Data extracted from a collection
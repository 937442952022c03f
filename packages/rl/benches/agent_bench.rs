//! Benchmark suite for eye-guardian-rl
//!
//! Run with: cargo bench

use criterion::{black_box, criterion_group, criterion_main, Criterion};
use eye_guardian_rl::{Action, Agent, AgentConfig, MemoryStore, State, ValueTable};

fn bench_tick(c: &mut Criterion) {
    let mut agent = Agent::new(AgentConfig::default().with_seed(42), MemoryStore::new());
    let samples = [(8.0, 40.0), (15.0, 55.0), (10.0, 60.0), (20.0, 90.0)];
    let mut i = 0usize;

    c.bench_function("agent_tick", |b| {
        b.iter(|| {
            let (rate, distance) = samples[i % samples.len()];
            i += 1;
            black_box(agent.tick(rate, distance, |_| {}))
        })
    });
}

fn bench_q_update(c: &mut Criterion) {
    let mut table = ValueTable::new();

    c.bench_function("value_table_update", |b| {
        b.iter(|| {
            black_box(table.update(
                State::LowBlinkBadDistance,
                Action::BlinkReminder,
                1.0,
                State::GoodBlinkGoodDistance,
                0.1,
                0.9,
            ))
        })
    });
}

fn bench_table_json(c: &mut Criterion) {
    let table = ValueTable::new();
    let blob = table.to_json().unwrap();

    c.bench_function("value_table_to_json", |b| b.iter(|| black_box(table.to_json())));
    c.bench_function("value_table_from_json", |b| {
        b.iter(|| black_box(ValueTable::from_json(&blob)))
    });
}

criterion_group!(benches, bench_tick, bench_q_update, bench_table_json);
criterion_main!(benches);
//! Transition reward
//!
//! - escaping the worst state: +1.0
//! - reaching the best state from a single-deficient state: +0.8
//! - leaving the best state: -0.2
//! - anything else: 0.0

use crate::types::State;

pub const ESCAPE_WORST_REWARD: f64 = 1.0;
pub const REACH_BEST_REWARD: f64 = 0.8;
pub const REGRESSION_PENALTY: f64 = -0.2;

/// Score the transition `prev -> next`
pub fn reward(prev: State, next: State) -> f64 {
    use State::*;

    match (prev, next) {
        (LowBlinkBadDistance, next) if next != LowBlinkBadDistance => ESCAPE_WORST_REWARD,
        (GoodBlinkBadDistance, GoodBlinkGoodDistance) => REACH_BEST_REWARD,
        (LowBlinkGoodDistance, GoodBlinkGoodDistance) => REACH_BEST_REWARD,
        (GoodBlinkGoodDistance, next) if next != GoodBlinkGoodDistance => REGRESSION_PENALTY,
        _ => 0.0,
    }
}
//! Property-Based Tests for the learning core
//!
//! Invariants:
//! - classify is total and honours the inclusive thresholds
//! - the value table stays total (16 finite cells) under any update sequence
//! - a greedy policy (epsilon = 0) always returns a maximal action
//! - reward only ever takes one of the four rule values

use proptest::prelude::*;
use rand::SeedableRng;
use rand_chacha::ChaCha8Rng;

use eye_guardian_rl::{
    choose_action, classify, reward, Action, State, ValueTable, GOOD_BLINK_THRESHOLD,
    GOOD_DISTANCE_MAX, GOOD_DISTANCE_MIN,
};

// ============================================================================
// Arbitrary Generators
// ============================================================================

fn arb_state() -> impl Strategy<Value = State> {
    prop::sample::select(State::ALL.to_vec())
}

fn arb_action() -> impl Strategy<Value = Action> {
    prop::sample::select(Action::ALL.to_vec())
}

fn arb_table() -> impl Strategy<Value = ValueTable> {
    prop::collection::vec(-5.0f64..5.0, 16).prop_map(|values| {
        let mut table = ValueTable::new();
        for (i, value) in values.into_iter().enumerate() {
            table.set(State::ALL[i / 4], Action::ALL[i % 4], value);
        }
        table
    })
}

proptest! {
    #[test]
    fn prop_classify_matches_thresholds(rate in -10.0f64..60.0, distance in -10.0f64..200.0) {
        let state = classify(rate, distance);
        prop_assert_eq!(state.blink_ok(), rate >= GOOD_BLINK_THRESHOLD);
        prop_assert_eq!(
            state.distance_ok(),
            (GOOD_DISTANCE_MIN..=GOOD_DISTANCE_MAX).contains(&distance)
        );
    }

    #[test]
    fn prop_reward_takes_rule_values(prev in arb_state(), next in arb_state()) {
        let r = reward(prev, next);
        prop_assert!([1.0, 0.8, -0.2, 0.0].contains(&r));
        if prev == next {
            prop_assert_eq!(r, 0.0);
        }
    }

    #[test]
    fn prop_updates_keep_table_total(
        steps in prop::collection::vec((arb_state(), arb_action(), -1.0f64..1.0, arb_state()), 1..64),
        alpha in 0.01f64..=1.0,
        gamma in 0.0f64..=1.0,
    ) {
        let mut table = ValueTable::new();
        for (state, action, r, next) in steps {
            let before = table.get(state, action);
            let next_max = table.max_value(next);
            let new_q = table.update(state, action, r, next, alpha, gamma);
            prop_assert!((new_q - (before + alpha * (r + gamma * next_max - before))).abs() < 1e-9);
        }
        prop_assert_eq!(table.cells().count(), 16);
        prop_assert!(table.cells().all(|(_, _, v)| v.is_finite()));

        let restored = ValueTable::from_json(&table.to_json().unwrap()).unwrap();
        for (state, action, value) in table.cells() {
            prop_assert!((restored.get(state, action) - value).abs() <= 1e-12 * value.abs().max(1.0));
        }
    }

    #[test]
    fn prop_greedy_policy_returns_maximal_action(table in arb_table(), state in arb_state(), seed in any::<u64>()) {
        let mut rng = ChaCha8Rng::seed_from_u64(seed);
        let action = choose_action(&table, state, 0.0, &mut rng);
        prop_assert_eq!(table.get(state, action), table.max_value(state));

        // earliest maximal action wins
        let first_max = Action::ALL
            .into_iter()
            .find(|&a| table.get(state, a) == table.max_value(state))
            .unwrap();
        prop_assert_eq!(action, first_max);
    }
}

**What to work on**
Please transcribe exactly the lines above from the line that has "a maximal action" up to and including the line that has "fn arb_table() ->"; no other line belongs in the answer.

**Answer section**
//! - a greedy policy (epsilon = 0) always returns a maximal action
//! - reward only ever takes one of the four rule values

use proptest::prelude::*;
use rand::SeedableRng;
use rand_chacha::ChaCha8Rng;

use eye_guardian_rl::{
    choose_action, classify, reward, Action, State, ValueTable, GOOD_BLINK_THRESHOLD,
    GOOD_DISTANCE_MAX, GOOD_DISTANCE_MIN,
};

// ============================================================================
// Arbitrary Generators
// ============================================================================

fn arb_state() -> impl Strategy<Value = State> {
    prop::sample::select(State::ALL.to_vec())
}

fn arb_action() -> impl Strategy<Value = Action> {
    prop::sample::select(Action::ALL.to_vec())
}

fn arb_table() -> impl Strategy<Value = ValueTable> {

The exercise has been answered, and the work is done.